Jeszcze tylko garść informacji statystycznych. W zeszłym roku przystąpiłem do stu czterdziestu ośmiu postępowań sądowych, czterdzieści pięć z nich to kontynuacja z 2009 r., a sto trzy to nowe postępowania. Sumuję je, ponieważ one się toczą i dalej wymagają wzmożonej kontroli, monitoringu. W wielu przypadkach występowałem przed sądami administracyjnymi. Muszę powiedzieć, że tutaj odnotowuję pełen sukces rzecznika, bo w przypadku wszystkich zaskarżanych decyzji wnioski rzecznika kierowane do kolegiów przy sejmikach czy do sądów administracyjnych były uwzględniane w postanowieniu końcowym. Przygotowując dane o przystąpieniach do spraw sądowych, dodałem rubrykę z informacją, jaki skutek odniosły te wnioski rzecznika. Zobaczą państwo, że one w większości zostały uwzględnione, że w większości interes dziecka został zabezpieczony, co pokazuje, jak ważne było danie rzecznikowi praw prokuratorskich w postępowaniach sądowych. To był taki realny, mocny sygnał, pokazujący, że jest możliwość prawdziwej ochrony praw dziecka. To niezwykle ważne.
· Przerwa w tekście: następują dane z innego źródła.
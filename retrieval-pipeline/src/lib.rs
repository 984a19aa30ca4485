pub mod citations;
pub mod cost;
pub mod enhancement;
pub mod generation;
pub mod pipeline;
pub mod retriever;
pub mod scoring;

pub use generation::{AnswerGenerator, GenerationRequest, OpenAiGenerator};
pub use pipeline::{QueryOrchestrator, StageKind, StageTimings};
pub use retriever::Retriever;
pub use scoring::ConfidenceCalculator;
Udzieliłem stu siedmiu patronatów rzecznika praw dziecka nad różnymi kampaniami, imprezami o zasięgu ogólnopolskim, ale także podwórkowym, nad imprezami mającymi mniejszy zasięg. Udzielam patronatu, jeśli uważam, że inicjatywa jest ważna i dobra. Przecież nie jest tak, że organ centralny musi się skupiać tylko na centralnych imprezach.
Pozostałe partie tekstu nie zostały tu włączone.